Stored data entries
##########
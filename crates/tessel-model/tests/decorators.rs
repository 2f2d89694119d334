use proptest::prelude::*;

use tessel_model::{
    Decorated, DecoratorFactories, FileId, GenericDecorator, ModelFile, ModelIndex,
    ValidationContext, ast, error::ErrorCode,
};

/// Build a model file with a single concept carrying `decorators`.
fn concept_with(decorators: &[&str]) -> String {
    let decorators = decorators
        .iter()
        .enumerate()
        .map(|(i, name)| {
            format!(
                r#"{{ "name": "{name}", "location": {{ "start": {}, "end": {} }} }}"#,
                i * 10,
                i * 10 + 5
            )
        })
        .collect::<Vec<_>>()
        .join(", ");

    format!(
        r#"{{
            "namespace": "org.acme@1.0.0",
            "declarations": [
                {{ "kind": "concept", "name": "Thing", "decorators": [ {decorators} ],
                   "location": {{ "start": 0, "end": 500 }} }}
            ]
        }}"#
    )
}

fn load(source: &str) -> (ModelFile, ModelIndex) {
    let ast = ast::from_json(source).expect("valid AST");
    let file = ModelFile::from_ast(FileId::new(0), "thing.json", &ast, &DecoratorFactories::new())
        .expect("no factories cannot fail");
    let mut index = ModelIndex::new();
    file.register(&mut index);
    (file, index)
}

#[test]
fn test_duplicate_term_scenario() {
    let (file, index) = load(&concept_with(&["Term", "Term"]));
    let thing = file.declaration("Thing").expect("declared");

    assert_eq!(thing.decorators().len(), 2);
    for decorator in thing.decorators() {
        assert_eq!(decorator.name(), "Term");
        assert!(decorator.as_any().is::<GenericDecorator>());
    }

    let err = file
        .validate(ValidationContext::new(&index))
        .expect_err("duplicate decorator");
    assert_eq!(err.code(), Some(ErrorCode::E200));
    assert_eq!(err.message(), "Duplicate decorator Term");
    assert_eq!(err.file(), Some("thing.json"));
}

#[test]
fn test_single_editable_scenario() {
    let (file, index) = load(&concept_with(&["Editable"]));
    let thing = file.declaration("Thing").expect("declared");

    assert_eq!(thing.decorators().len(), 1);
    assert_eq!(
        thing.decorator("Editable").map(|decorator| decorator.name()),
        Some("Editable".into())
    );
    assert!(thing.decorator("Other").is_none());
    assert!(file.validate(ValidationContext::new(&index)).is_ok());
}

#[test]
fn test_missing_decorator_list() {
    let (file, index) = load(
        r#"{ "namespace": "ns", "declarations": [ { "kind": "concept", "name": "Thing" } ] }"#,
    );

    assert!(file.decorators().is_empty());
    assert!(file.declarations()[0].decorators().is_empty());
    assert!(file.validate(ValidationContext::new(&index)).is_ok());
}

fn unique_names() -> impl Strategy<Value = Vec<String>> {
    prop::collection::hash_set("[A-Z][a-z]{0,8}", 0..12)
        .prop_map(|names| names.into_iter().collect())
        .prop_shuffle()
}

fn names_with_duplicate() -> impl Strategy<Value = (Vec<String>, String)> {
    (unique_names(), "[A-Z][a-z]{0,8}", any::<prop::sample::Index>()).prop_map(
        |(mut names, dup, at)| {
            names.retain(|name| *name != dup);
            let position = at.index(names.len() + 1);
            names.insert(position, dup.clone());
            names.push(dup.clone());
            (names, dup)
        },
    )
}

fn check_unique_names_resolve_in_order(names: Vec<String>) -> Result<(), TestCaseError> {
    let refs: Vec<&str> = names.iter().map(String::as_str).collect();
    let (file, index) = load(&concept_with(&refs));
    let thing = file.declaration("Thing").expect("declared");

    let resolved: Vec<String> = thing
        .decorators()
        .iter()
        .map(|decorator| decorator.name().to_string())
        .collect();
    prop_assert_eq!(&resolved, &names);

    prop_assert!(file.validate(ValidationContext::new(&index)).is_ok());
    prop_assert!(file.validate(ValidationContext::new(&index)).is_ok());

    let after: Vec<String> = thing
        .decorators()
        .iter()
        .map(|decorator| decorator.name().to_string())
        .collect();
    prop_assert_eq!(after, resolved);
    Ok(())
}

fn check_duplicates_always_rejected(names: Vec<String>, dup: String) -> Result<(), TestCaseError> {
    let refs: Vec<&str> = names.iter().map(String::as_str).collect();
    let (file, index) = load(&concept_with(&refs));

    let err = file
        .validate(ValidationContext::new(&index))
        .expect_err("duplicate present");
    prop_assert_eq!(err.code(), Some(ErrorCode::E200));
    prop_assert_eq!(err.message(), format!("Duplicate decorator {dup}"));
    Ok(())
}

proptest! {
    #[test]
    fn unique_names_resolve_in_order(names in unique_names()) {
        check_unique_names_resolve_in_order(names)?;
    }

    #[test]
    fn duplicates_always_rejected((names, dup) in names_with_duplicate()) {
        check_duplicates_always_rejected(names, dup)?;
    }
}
##########
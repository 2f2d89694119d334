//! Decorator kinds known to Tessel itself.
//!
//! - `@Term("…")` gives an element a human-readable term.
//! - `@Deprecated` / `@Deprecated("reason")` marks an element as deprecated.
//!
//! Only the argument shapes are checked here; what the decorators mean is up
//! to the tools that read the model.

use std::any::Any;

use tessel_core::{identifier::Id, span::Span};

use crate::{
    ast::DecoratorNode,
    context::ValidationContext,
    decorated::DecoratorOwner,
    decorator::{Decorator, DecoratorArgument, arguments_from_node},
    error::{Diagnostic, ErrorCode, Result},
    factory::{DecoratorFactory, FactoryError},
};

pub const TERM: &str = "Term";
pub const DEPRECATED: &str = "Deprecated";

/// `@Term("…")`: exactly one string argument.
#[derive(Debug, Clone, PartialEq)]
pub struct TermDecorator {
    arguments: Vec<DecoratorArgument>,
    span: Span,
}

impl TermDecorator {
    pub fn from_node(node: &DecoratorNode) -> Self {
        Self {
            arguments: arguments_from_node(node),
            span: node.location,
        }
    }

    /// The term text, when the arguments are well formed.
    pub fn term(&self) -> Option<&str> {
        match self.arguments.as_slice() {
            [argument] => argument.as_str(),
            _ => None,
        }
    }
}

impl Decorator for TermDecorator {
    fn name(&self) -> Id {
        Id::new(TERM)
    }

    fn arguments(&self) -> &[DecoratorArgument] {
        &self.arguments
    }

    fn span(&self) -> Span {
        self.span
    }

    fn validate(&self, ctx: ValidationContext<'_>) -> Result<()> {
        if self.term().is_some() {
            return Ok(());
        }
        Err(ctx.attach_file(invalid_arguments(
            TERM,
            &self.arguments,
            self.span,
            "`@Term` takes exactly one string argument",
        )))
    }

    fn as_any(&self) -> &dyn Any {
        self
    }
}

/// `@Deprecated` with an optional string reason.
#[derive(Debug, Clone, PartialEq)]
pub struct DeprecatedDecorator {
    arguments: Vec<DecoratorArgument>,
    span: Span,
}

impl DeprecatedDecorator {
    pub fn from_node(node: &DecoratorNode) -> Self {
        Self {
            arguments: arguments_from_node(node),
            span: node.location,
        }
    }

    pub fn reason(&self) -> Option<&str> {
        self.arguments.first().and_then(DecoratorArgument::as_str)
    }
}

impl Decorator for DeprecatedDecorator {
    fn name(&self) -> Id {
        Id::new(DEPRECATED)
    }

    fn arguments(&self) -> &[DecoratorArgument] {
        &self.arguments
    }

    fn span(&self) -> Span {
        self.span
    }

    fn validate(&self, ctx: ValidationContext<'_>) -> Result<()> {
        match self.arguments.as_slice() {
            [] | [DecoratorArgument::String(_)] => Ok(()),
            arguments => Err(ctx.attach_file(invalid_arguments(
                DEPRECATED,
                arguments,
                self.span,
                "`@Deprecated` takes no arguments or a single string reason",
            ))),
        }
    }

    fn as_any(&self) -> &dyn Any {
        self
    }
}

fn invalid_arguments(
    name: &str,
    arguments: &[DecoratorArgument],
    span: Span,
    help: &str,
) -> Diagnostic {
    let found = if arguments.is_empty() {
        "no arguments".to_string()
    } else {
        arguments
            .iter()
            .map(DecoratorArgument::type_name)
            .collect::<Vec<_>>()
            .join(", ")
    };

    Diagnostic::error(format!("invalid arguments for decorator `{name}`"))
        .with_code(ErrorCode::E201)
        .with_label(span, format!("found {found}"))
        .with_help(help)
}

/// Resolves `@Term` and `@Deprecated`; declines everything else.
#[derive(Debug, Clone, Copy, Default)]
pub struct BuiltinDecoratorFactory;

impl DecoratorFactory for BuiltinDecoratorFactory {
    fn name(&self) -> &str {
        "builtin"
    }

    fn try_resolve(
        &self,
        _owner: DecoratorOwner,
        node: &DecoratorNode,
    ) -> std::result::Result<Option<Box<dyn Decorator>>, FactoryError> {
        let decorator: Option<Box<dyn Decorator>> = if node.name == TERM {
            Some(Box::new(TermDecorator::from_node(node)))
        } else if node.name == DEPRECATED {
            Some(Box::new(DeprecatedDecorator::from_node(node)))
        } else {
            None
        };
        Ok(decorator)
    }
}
##########
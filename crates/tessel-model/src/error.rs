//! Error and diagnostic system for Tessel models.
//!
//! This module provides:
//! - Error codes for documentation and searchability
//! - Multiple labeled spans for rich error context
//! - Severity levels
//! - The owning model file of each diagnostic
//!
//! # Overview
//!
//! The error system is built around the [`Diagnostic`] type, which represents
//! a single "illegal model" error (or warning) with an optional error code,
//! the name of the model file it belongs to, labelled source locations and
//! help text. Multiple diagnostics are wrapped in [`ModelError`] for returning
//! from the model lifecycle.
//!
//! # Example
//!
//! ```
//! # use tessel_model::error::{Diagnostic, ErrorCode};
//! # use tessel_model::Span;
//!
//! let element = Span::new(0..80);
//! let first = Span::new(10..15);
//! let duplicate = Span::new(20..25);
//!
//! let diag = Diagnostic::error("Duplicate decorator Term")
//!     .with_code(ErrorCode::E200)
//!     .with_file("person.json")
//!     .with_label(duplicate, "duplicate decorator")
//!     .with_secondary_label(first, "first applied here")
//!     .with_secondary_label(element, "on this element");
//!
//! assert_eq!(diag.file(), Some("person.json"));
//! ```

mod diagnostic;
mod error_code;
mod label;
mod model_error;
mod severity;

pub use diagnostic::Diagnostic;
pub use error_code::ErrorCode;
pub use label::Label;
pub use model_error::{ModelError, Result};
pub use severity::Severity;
##########
:: GOAL OF THE EXERCISE ::
Using the entries shown above, reproduce verbatim the lines from the line bearing "filename crates/tessel-model/tests/decorators.rs" to the line bearing "Build a model", inclusive.

:: EXERCISE OUTPUT ::
filename crates/tessel-model/tests/decorators.rs
repository 2f2d89694119d334
use proptest::prelude::*;

use tessel_model::{
    Decorated, DecoratorFactories, FileId, GenericDecorator, ModelFile, ModelIndex,
    ValidationContext, ast, error::ErrorCode,
};

/// Build a model file with a single concept carrying `decorators`.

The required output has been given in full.